# Stored data
______________________________

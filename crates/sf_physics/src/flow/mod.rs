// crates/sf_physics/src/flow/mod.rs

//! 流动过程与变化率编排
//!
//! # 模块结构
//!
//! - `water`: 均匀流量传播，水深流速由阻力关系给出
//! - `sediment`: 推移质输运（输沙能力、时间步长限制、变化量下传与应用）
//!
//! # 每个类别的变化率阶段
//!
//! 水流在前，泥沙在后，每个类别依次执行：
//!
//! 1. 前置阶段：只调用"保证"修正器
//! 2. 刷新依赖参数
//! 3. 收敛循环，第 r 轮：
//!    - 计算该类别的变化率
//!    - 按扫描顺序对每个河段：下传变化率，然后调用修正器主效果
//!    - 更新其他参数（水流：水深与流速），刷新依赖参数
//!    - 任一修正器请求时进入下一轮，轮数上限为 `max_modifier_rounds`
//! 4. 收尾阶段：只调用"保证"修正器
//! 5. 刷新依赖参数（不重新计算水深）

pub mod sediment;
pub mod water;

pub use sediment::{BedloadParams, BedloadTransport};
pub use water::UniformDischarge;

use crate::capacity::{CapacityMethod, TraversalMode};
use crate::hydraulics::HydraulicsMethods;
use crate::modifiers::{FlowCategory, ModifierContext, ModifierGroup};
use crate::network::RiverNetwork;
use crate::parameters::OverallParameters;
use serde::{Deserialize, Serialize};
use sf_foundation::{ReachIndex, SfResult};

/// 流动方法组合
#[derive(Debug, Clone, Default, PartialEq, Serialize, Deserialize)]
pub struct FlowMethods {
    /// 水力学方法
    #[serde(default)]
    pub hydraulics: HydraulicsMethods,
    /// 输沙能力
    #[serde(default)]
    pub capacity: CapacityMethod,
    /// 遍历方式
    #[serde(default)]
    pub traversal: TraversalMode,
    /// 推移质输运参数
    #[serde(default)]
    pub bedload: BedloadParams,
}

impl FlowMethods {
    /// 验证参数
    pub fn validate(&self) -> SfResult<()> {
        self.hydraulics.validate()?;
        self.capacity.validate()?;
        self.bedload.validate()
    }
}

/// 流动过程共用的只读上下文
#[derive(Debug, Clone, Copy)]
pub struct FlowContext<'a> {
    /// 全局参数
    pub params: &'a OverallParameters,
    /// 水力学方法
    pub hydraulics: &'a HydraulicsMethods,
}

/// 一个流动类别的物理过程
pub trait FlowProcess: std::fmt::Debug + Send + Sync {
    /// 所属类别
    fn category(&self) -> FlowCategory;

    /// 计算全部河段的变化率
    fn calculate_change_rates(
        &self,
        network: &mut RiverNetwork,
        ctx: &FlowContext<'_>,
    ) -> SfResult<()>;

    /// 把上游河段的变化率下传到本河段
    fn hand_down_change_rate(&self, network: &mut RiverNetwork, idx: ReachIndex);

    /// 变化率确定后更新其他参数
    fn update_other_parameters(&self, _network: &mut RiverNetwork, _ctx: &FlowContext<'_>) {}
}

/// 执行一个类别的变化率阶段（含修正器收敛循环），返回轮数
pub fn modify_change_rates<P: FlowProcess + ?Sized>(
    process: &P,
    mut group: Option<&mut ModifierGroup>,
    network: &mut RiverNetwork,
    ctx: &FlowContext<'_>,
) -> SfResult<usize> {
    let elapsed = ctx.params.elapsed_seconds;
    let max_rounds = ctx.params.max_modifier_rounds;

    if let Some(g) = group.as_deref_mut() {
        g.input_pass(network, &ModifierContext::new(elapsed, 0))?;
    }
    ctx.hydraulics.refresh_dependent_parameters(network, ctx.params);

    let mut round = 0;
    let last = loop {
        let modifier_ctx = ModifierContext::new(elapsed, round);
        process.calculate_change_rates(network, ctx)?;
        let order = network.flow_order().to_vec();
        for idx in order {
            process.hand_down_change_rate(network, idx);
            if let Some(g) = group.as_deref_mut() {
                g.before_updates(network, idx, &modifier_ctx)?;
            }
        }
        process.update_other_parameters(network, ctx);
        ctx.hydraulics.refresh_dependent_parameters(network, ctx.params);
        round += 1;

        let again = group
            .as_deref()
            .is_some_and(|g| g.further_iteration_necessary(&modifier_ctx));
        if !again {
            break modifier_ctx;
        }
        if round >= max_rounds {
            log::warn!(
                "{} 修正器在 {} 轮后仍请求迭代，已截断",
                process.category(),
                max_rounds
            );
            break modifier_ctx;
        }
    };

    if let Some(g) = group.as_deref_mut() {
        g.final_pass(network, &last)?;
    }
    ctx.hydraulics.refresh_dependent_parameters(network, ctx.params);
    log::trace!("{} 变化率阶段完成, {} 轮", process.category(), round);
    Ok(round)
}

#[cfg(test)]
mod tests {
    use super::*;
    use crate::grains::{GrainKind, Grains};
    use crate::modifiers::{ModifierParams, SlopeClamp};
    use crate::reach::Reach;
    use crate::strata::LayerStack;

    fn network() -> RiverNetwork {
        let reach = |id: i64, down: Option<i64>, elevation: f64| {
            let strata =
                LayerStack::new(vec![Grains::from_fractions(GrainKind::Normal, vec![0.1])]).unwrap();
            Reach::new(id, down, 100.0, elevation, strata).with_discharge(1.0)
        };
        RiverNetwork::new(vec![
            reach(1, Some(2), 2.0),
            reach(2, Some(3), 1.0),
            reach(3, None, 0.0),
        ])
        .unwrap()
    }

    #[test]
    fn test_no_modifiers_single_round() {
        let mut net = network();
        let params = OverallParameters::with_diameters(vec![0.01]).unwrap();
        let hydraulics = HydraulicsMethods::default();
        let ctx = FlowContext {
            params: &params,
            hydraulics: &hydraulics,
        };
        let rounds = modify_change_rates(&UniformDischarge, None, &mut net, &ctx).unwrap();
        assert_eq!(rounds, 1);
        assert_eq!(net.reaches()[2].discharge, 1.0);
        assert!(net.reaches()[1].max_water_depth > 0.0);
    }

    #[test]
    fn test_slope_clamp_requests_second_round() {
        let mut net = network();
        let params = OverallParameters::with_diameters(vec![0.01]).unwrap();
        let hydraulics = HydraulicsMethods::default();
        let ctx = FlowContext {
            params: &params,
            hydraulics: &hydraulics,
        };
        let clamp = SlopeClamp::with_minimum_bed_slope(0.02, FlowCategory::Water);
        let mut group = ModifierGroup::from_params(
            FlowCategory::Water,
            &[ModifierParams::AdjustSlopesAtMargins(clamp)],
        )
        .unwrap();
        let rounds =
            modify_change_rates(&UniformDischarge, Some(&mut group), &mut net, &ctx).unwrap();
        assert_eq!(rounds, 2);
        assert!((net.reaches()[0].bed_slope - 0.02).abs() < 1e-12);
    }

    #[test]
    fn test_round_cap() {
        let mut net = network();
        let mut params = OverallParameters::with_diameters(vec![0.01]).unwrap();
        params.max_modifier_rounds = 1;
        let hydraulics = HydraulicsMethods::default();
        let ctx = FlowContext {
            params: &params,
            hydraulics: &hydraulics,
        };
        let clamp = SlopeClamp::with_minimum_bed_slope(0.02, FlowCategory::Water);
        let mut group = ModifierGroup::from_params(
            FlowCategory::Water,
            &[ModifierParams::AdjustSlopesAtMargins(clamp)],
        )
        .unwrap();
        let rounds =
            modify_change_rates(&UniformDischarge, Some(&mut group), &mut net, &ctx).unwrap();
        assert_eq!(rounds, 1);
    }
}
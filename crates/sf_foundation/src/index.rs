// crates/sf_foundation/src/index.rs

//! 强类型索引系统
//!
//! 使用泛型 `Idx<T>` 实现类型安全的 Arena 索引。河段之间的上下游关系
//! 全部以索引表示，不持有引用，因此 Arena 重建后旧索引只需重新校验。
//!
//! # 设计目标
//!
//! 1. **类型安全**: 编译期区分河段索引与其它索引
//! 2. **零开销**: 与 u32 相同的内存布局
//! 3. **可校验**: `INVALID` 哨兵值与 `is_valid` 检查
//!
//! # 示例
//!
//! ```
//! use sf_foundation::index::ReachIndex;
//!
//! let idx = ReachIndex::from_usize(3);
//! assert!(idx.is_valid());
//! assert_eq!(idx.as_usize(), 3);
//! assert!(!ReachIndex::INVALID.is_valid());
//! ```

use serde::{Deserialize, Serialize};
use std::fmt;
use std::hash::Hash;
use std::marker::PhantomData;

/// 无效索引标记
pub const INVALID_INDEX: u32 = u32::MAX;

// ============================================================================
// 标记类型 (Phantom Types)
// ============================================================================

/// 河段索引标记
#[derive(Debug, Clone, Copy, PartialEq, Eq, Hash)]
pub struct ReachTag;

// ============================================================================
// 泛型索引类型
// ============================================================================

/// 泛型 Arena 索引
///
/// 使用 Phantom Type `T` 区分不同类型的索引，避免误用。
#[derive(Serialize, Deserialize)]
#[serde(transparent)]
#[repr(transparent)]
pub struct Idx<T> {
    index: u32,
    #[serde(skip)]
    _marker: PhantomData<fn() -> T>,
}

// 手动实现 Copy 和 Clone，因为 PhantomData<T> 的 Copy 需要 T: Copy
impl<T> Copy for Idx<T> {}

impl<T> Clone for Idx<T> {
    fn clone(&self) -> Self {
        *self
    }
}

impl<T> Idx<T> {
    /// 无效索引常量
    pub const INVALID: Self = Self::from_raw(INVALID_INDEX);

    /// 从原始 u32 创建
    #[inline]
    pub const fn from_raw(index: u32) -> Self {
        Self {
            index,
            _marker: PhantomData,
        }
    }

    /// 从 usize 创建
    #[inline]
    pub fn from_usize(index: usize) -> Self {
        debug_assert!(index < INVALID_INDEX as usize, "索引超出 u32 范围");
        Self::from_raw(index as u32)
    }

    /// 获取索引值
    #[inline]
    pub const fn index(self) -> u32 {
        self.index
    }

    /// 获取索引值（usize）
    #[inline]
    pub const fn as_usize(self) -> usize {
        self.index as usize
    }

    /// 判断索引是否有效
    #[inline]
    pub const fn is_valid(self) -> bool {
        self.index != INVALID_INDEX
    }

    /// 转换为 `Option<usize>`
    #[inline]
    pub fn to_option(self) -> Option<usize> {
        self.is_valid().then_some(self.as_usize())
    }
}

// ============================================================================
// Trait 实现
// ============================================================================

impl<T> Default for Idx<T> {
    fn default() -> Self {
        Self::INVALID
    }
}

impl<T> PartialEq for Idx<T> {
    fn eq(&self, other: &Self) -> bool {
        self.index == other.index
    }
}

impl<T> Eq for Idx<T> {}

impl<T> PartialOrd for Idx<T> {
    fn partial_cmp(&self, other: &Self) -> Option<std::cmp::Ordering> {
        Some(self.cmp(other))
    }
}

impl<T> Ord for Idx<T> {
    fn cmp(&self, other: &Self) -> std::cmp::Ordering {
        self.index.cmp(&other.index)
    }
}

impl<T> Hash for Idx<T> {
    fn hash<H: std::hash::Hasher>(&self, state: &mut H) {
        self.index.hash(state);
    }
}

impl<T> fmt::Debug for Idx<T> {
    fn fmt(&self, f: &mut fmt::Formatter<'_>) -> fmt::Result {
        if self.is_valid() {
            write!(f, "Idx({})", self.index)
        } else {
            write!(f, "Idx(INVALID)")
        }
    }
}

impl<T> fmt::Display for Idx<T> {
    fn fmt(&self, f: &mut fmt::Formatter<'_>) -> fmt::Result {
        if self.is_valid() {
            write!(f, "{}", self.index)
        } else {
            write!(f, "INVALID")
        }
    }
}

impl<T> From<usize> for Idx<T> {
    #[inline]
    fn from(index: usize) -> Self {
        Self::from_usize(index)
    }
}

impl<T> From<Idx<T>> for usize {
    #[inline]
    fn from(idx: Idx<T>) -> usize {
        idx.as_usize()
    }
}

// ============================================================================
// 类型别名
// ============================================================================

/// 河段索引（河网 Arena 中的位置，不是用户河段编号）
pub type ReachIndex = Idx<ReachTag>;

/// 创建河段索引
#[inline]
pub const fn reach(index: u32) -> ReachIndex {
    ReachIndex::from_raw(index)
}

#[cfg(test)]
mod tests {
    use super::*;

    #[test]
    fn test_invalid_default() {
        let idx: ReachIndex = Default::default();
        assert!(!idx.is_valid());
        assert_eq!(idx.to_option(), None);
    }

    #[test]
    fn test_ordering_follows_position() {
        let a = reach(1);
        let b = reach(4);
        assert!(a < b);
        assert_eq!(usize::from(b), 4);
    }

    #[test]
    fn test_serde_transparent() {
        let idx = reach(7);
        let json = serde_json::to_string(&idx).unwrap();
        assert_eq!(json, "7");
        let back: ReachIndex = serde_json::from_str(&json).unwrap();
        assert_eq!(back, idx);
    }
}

______________________________

# BRIEF
Give again, word for word, every line from the one holding "assert!(!idx.is_valid());" to the end of the data.

# EXERCISE OUTPUT
        assert!(!idx.is_valid());
        assert_eq!(idx.to_option(), None);
    }

    #[test]
    fn test_ordering_follows_position() {
        let a = reach(1);
        let b = reach(4);
        assert!(a < b);
        assert_eq!(usize::from(b), 4);
    }

    #[test]
    fn test_serde_transparent() {
        let idx = reach(7);
        let json = serde_json::to_string(&idx).unwrap();
        assert_eq!(json, "7");
        let back: ReachIndex = serde_json::from_str(&json).unwrap();
        assert_eq!(back, idx);
    }
}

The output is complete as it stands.